Navigating ASEAN’s Digital Decade
In an exclusive interview with Digital Pulse, Sumana Rajarethnam, Director at the Economist Intelligence Corporate Network, Southeast Asia, sheds light on the pivotal factors driving global growth, Malaysia's strategic position in the digital economy, and the overarching theme of encouraging international investors to participate in the evolution of ASEAN's digital landscape actively

What is driving global growth?
Forecast growth of 2.2% in 2024 will be slower than the estimated 2.5% expansion this year, with still-firm growth in Asia and a recovery in Europe partially offsetting a slowdown in the US. Moderate stimulus will stabilise China's economy. Easing inflation in response to more helpful supply conditions will persuade most major central banks to hold off on further policy rate increases, although rate reductions are forecast to appear in the second half of 2024.
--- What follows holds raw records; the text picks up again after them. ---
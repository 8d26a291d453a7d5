//! Entity module - Contains all SeaORM entity definitions for the database.
//! These entities represent the database tables and their relationships.
//! Each entity has a Model struct for data and an Entity struct for operations.

pub mod account;
pub mod debt;
pub mod repayment;

// Re-export specific types to avoid conflicts
pub use account::{Column as AccountColumn, Entity as Account, Model as AccountModel};
pub use debt::{Column as DebtColumn, Entity as Debt, Model as DebtModel};
pub use repayment::{Column as RepaymentColumn, Entity as Repayment, Model as RepaymentModel};
//! Bootstrap binary: prepares the ledger database.
//!
//! Initializes logging, loads configuration, connects to the store, and
//! creates the schema. The ledger itself is a library; embed
//! [`debtbook::service::DebtService`] behind the transport of your choice.

use debtbook::config;
use debtbook::errors::Result;
use dotenvy::dotenv;
use tracing::{error, info};
use tracing_subscriber::EnvFilter;

#[tokio::main(flavor = "current_thread")]
async fn main() -> Result<()> {
    // 1. Initialize tracing (as early as possible)
    tracing_subscriber::fmt()
        .with_env_filter(
            EnvFilter::try_from_default_env().unwrap_or_else(|_| EnvFilter::new("info")),
        )
        .init();

    // 2. Load .env file (as early as possible)
    dotenv().ok();
    info!("Attempted to load .env file.");

    // 3. Load the application configuration
    let app_config = config::load_app_configuration()?;
    info!("Using database at {}", app_config.database_url);

    // 4. Initialize database schema
    let db = config::database::create_connection(&app_config.database_url)
        .await
        .inspect(|_| info!("Database connection established."))
        .inspect_err(|e| error!("Failed to connect to database: {e}"))?;

    config::database::create_tables(&db)
        .await
        .inspect(|_| info!("Ledger tables ready."))
        .inspect_err(|e| error!("Failed to create ledger tables: {e}"))?;

    Ok(())
}
//! Repayment entity - An immutable record of one payment attempt.
//!
//! Each repayment logs the full amount tendered against a debt, not the
//! portion actually applied: paying 100 against a remaining 60 logs 100.
//! Rows are append-only facts and are never updated after insertion.

use sea_orm::entity::prelude::*;
use serde::{Deserialize, Serialize};

/// Repayment database model
#[derive(Clone, Debug, PartialEq, DeriveEntityModel, Serialize, Deserialize)]
#[sea_orm(table_name = "repayments")]
pub struct Model {
    /// Unique identifier for the repayment
    #[sea_orm(primary_key)]
    pub id: i64,
    /// ID of the debt this repayment was applied to
    pub debt_id: i64,
    /// Username of the paying party
    pub debtor: String,
    /// Username of the party being repaid
    pub creditor: String,
    /// Full amount tendered, which may exceed what was owed
    pub amount: f64,
    /// When the repayment was made
    pub created_at: DateTimeUtc,
}

/// Defines relationships between Repayment and other entities
#[derive(Copy, Clone, Debug, EnumIter, DeriveRelation)]
pub enum Relation {
    /// Each repayment reduces exactly one debt
    #[sea_orm(
        belongs_to = "super::debt::Entity",
        from = "Column::DebtId",
        to = "super::debt::Column::Id"
    )]
    Debt,
}

impl Related<super::debt::Entity> for Entity {
    fn to() -> RelationDef {
        Relation::Debt.def()
    }
}

impl ActiveModelBehavior for ActiveModel {}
What is the outlook for the United States?
EIU expects US real GDP growth to slow to less than 1% in 2024 as the sharp rise in interest rates and still-high inflation start to weigh on consumer spending. This would still be a soft landing for the US economy, thanks to resilient consumer demand and a wave of public investment directed toward infrastructure and industry.
The Inflation Reduction Act (IRA) has already bolstered 116 projects, injecting a substantial US$76 billion into the economy. Moreover, a staggering figure of US$391 billion is on the horizon, indicating that this ambitious target could be surpassed.
Further, the competitive landscape triggered by "Buy American" requirements is sparking a subsidy race on the global stage.
What has changed in China?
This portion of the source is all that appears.